___ RECORDS PROVIDED
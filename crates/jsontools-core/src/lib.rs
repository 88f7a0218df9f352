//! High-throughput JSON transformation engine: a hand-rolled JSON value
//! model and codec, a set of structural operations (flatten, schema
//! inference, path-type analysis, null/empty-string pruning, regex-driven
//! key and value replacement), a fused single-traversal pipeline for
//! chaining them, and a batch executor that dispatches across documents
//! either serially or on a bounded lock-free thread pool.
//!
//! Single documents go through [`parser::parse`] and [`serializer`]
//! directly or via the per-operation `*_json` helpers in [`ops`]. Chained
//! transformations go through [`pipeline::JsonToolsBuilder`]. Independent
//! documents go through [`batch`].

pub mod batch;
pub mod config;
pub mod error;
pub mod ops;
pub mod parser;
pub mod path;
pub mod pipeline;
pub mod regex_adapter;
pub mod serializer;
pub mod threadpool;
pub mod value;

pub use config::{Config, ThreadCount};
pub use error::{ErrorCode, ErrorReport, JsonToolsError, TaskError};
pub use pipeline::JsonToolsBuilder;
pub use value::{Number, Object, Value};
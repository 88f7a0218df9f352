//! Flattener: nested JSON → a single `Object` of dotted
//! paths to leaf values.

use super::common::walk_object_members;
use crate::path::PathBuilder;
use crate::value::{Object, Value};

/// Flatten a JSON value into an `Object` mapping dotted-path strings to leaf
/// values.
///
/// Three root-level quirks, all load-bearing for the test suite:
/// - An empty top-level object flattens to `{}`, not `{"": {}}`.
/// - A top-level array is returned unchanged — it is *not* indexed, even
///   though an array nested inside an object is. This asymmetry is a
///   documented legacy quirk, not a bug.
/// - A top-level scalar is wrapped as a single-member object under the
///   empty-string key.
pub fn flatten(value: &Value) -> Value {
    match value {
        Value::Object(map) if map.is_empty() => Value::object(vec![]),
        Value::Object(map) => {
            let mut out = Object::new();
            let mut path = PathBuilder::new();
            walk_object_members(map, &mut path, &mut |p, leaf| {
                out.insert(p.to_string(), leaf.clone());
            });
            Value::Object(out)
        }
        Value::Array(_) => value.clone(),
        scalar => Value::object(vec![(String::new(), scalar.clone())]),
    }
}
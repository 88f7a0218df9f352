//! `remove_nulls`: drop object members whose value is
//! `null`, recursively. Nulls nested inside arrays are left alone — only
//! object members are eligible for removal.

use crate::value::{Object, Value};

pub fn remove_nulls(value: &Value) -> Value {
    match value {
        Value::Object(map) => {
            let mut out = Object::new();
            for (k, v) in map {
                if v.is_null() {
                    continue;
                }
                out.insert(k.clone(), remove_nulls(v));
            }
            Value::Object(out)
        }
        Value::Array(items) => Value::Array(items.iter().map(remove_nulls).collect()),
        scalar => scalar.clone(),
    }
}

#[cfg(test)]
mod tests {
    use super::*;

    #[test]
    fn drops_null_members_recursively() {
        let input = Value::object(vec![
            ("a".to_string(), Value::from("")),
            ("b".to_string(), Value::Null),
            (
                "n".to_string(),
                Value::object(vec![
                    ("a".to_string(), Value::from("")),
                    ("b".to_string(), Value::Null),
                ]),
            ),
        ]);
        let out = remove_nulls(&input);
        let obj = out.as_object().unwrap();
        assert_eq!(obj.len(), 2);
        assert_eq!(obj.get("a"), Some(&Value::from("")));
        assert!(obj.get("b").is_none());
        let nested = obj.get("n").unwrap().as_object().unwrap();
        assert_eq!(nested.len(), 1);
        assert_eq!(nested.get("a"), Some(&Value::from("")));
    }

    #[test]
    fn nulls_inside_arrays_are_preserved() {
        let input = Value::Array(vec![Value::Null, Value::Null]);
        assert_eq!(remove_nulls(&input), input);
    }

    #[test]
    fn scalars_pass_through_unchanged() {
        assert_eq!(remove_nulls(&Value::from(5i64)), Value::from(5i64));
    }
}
______
§ WHAT NEEDS TO BE DONE
State the number of lines in the records that include the word "level", and add nothing to it.

§ SOLVED EXERCISE
4